Look through the data below and extract, unchanged, the lines from the one that contains "impl<V: State, A>" to the one that contains "pub fn into_parts(self)", both included.

··· Data shown ···

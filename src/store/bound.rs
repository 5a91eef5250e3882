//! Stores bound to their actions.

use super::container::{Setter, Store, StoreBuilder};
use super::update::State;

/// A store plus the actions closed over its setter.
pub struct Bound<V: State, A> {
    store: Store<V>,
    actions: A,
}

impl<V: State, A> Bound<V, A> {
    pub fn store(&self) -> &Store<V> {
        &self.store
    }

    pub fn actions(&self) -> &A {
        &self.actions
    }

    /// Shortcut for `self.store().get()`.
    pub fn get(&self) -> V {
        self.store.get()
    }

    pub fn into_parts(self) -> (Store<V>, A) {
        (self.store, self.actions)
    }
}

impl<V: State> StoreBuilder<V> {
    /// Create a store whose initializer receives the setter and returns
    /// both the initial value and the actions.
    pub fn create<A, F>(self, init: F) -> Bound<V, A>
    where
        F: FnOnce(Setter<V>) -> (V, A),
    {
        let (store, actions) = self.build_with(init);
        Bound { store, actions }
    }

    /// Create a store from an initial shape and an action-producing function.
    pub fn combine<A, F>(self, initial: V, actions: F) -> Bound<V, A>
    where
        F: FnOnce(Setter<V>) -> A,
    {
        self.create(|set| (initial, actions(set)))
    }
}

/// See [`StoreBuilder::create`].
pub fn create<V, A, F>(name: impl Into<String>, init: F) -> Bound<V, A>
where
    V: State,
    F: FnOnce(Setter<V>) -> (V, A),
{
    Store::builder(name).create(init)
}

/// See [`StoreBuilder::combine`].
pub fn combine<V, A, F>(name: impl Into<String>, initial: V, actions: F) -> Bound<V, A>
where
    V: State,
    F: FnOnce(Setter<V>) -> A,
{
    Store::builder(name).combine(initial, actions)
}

···

## [Task result]
impl<V: State, A> Bound<V, A> {
    pub fn store(&self) -> &Store<V> {
        &self.store
    }

    pub fn actions(&self) -> &A {
        &self.actions
    }

    /// Shortcut for `self.store().get()`.
    pub fn get(&self) -> V {
        self.store.get()
    }

    pub fn into_parts(self) -> (Store<V>, A) {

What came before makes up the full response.